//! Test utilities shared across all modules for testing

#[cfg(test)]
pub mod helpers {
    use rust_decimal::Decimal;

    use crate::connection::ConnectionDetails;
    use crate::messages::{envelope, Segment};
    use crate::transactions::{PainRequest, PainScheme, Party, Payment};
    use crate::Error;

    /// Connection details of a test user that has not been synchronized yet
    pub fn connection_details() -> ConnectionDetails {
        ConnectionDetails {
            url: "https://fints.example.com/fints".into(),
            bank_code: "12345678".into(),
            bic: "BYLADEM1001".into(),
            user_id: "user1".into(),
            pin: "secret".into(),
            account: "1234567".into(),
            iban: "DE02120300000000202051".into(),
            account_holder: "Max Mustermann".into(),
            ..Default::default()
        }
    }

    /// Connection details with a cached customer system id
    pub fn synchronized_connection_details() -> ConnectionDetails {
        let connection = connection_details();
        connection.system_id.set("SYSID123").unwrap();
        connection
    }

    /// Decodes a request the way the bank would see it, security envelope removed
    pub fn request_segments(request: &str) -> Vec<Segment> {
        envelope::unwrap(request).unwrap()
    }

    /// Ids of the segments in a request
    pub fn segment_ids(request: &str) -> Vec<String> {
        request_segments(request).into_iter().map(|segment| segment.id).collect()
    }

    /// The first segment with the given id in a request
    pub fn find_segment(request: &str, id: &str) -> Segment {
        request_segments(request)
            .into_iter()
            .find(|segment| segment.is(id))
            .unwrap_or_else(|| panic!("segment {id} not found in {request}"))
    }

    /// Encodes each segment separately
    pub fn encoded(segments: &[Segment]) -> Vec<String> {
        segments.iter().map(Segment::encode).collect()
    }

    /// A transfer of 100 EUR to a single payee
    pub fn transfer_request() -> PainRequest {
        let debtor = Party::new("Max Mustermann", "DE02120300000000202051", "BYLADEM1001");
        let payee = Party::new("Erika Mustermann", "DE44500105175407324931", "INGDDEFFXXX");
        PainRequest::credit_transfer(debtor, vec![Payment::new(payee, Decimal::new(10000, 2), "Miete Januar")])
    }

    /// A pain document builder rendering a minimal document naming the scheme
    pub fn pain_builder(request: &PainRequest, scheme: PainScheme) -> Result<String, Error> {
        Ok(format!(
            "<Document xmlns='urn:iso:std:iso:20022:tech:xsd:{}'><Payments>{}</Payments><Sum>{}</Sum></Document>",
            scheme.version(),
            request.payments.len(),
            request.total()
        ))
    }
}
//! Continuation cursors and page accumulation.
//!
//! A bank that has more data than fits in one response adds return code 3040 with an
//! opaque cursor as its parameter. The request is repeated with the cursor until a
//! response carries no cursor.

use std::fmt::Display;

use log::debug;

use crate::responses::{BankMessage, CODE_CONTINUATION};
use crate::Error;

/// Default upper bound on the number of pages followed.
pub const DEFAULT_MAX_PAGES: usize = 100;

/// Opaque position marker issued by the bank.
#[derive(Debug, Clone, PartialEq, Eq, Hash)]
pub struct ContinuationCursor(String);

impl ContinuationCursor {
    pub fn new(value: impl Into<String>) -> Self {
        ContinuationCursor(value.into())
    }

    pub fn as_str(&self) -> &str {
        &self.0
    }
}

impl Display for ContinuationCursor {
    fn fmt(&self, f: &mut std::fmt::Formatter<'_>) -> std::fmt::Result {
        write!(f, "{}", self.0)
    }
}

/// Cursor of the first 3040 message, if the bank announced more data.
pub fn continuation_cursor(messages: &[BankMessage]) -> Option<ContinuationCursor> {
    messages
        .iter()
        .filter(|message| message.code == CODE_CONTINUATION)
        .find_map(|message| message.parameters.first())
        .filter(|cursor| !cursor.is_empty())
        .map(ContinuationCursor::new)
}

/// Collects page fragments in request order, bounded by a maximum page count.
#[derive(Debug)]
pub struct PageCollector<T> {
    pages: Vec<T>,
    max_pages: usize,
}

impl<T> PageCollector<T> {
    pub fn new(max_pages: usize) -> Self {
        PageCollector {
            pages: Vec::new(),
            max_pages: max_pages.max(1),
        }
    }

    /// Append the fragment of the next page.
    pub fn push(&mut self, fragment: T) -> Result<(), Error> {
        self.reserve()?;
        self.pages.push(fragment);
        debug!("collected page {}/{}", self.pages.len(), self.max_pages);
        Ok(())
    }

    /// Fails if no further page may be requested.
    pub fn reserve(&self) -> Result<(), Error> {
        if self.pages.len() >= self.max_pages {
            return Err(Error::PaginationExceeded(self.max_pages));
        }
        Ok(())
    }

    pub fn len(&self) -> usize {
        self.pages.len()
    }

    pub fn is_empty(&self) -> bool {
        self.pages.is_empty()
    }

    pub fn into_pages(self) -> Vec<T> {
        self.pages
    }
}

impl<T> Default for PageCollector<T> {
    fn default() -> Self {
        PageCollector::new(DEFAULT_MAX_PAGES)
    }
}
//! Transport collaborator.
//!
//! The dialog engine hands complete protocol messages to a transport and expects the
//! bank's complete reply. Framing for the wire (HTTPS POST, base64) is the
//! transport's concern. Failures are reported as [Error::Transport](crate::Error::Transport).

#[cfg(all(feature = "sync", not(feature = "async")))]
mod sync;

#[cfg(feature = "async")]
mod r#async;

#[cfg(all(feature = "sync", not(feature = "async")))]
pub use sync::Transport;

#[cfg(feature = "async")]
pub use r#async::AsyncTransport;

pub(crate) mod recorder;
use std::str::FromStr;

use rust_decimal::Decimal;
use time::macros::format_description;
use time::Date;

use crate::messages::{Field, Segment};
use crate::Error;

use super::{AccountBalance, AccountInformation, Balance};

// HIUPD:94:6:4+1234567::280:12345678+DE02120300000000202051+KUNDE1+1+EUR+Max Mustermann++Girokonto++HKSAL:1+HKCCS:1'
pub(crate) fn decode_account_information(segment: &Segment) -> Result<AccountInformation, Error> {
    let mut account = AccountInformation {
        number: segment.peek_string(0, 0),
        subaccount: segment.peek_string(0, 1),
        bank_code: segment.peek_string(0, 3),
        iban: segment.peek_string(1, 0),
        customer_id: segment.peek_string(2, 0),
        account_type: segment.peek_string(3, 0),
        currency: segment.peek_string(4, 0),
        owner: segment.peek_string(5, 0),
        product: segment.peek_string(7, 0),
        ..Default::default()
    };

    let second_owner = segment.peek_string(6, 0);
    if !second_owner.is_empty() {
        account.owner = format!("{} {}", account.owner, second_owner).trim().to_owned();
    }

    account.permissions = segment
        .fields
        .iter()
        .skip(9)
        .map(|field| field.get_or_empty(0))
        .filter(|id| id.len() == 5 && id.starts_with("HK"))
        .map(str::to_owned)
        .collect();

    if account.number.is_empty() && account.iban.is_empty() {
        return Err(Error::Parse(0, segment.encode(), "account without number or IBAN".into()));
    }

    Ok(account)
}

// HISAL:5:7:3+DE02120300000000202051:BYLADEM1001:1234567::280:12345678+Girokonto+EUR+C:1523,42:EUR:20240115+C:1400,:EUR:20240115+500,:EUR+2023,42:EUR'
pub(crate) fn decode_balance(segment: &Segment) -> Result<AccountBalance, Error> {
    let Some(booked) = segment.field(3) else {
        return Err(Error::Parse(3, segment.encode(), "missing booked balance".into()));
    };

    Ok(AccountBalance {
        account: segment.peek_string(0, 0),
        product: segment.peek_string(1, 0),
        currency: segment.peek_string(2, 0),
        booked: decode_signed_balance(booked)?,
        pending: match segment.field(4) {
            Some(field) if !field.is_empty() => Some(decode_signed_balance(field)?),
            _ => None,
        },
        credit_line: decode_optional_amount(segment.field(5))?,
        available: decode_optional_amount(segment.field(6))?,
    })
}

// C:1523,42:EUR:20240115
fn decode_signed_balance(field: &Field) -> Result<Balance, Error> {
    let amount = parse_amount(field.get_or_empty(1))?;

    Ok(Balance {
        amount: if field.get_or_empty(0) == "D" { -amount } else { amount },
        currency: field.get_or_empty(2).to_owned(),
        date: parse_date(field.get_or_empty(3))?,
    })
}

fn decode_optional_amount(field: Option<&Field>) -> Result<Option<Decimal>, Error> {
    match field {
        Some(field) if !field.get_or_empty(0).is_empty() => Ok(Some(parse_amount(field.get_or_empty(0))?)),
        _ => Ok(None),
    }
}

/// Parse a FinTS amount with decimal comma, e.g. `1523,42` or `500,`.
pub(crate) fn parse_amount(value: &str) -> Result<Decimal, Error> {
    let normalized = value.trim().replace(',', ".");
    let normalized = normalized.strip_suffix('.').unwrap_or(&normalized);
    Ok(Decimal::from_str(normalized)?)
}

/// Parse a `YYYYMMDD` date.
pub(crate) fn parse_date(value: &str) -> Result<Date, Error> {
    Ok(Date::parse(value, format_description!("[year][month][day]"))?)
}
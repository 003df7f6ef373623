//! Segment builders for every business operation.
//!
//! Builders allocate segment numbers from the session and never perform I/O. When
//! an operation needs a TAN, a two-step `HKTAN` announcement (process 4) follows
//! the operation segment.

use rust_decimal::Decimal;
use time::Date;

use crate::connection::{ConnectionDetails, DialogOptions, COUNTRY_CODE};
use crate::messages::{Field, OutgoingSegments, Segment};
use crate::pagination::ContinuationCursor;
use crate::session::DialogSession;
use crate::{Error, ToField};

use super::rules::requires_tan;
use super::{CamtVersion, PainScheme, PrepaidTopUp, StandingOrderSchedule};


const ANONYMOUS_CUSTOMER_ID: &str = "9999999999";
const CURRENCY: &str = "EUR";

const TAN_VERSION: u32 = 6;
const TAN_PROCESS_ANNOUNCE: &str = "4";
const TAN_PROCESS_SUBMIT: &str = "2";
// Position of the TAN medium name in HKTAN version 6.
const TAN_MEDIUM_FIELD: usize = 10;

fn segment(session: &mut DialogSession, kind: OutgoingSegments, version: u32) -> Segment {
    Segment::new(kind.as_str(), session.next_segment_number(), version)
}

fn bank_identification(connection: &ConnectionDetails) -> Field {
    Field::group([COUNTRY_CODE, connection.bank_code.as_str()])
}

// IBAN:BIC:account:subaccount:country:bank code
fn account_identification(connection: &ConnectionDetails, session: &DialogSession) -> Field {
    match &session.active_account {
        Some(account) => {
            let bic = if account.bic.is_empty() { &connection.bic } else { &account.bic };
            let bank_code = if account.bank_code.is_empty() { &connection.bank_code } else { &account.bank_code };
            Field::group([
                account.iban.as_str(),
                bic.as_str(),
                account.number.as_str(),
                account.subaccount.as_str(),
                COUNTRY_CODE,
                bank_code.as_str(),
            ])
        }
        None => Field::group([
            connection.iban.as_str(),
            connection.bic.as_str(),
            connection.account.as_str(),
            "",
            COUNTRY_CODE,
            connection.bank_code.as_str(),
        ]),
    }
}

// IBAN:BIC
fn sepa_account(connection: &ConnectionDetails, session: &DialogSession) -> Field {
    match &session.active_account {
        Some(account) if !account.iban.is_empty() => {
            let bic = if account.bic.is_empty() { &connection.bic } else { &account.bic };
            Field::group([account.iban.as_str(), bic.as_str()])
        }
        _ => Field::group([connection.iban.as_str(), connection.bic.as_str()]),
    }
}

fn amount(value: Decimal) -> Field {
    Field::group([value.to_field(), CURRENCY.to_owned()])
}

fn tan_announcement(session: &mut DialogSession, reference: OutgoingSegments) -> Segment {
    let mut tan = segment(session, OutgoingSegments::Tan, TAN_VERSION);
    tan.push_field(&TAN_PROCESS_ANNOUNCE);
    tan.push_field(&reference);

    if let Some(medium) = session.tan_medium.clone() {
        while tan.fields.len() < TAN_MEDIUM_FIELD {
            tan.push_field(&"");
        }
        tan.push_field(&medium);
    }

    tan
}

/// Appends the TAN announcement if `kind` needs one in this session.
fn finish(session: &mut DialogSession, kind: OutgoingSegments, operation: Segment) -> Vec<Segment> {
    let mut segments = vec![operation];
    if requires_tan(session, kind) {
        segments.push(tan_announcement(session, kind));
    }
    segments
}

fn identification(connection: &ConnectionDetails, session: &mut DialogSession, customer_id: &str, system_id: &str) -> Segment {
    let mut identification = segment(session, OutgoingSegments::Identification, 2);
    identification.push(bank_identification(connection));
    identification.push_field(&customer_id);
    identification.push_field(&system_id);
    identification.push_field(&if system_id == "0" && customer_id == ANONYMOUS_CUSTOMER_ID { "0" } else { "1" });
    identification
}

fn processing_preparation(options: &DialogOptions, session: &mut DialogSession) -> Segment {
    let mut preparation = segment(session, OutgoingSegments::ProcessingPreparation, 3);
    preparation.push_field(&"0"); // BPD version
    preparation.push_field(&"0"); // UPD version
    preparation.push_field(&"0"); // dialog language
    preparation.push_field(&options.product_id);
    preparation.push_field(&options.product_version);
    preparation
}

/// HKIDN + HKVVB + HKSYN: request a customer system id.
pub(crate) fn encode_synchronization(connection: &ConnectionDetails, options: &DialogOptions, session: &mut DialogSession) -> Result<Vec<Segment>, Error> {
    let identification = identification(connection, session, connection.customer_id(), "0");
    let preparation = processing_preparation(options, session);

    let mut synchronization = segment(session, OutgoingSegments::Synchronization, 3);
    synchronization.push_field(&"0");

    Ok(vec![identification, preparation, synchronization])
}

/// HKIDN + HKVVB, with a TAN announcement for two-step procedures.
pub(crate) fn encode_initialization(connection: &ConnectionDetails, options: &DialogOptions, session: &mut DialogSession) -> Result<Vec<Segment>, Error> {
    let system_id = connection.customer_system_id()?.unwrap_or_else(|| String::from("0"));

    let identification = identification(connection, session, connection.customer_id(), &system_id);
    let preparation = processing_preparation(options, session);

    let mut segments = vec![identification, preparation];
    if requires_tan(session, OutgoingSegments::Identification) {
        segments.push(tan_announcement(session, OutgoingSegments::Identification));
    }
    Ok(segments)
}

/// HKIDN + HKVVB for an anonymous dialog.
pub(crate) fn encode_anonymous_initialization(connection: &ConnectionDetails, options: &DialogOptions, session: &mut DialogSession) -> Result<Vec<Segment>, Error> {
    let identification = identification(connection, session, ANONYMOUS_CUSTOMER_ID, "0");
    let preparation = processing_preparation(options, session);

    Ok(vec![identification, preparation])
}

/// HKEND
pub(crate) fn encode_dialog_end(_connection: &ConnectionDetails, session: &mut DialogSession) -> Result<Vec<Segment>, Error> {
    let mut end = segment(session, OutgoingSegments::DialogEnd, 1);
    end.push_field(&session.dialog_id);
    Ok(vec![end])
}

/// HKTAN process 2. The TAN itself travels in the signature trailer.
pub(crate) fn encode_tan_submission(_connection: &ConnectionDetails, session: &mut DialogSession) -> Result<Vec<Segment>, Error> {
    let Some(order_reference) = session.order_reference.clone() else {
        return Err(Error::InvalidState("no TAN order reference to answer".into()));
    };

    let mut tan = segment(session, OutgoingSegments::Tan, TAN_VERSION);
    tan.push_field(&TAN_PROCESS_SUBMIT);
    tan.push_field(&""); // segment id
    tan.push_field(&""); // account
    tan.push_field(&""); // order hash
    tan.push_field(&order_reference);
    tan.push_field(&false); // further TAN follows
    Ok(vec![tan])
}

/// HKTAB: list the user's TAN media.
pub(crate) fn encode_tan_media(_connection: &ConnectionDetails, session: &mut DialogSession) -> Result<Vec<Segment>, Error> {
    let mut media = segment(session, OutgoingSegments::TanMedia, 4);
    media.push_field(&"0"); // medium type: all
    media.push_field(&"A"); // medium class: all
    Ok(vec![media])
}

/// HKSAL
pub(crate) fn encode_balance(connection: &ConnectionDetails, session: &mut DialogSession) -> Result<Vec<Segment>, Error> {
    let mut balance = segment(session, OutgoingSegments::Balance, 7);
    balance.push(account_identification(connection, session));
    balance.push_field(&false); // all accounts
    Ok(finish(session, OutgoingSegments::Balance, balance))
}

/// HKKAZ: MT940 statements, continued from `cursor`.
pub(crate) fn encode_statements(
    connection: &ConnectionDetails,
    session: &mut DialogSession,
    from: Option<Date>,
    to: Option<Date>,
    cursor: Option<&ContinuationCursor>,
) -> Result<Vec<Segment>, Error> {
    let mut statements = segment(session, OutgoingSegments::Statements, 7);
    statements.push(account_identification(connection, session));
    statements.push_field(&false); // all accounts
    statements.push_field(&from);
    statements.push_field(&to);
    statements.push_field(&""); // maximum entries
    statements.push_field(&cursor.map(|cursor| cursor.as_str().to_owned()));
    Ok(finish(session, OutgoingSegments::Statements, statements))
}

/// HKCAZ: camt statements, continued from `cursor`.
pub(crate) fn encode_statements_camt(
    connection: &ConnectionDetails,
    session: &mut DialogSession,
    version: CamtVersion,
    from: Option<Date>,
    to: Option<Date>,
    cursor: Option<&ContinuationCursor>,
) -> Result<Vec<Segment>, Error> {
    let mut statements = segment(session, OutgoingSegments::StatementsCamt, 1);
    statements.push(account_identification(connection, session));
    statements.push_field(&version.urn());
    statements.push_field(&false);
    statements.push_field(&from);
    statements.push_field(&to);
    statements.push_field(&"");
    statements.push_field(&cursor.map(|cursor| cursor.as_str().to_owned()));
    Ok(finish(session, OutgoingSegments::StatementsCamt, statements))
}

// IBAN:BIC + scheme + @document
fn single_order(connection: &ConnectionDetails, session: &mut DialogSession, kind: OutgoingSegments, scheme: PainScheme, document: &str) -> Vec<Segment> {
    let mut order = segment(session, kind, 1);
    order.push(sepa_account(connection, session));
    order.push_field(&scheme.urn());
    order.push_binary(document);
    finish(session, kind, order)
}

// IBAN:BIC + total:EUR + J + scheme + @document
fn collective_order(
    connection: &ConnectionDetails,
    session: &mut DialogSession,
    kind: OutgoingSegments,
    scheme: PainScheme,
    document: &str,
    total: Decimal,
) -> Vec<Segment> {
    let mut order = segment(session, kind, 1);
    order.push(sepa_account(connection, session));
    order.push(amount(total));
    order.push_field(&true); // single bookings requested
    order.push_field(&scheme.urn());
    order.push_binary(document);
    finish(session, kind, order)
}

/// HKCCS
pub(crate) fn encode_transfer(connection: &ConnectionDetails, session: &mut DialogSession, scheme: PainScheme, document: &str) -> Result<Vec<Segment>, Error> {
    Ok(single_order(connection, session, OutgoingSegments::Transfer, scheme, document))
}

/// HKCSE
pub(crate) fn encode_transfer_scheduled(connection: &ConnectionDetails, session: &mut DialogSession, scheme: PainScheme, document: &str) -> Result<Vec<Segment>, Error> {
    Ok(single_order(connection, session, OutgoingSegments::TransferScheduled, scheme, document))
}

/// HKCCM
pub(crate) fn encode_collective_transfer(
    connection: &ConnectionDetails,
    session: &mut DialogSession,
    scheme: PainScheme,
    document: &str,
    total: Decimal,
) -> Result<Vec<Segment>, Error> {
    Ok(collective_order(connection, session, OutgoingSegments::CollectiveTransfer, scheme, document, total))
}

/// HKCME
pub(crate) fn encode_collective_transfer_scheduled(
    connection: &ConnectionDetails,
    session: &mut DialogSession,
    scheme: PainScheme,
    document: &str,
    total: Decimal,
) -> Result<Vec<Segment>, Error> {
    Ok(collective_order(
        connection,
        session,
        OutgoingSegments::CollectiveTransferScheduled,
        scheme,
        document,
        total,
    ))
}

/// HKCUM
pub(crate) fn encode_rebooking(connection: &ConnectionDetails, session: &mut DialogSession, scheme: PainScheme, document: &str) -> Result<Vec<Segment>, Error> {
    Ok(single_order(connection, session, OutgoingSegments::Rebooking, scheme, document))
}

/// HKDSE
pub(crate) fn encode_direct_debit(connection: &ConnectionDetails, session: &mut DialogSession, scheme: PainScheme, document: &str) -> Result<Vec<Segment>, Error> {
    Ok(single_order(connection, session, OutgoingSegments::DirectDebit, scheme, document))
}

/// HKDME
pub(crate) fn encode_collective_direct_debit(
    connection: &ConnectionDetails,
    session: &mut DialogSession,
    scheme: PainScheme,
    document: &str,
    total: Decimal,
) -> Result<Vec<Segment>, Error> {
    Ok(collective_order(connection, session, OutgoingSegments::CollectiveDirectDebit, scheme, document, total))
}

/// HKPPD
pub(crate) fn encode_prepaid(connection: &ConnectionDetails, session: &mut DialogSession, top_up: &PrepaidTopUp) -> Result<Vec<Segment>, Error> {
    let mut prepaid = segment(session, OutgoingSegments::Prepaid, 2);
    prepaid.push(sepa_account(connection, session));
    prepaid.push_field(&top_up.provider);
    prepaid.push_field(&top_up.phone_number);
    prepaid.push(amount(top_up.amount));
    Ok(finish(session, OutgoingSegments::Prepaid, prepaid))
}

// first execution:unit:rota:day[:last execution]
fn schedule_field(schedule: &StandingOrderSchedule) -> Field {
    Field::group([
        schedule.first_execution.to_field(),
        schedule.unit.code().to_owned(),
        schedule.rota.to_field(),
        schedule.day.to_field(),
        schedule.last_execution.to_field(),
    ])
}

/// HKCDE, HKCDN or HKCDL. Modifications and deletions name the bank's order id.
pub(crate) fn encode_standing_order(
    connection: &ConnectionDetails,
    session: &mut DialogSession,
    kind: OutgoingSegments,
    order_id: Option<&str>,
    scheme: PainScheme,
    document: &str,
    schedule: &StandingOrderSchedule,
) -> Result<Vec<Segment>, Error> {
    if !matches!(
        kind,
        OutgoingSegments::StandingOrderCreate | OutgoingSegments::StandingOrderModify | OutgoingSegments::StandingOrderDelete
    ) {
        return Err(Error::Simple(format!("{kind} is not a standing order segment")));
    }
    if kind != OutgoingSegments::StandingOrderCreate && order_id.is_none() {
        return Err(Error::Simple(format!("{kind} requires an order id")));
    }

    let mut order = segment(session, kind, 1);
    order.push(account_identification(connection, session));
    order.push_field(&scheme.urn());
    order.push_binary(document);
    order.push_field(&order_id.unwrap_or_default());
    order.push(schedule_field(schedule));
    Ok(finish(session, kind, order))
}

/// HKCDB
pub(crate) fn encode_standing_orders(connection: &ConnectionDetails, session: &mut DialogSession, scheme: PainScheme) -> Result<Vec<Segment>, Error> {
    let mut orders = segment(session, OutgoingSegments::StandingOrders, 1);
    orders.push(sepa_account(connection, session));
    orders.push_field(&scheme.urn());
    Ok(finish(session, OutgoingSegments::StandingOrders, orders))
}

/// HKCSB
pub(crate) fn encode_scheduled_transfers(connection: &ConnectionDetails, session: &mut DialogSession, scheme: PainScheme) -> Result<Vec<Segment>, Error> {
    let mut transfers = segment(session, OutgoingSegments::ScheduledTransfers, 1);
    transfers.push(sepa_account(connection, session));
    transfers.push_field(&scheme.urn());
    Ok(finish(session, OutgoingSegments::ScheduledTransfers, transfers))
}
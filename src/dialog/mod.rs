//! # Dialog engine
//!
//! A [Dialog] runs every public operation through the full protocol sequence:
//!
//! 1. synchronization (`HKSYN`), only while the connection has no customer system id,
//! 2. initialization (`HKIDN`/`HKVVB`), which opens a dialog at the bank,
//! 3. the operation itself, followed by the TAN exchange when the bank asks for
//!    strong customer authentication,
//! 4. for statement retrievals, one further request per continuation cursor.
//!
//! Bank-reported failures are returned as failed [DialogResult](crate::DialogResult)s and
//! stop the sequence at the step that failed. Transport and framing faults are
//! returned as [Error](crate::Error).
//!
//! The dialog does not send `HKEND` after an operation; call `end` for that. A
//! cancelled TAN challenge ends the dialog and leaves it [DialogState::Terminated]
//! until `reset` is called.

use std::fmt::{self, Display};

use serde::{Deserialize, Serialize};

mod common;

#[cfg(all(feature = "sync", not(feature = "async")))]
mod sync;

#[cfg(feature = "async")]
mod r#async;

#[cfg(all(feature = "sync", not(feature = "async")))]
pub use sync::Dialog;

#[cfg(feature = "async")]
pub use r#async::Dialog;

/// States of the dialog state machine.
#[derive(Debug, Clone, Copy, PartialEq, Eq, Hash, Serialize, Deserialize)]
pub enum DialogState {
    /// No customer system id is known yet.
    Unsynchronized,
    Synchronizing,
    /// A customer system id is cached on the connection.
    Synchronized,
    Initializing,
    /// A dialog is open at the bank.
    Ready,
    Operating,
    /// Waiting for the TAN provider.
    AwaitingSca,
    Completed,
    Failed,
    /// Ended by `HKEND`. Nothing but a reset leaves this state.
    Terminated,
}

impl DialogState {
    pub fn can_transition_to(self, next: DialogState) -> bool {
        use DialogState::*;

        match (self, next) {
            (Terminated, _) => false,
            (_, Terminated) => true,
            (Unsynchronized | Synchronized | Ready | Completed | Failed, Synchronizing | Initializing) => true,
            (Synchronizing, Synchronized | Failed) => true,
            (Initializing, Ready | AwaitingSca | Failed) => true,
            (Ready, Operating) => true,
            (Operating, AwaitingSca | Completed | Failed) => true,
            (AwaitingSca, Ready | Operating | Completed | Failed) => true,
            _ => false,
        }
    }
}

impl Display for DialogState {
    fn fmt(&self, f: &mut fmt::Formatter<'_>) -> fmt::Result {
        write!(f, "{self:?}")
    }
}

__TASK TO COMPLETE__: Copy all the lines above that hold the string "itself".

__WORKED SOLUTION__:
/// HKTAN process 2. The TAN itself travels in the signature trailer.
//! 3. the operation itself, followed by the TAN exchange when the bank asks for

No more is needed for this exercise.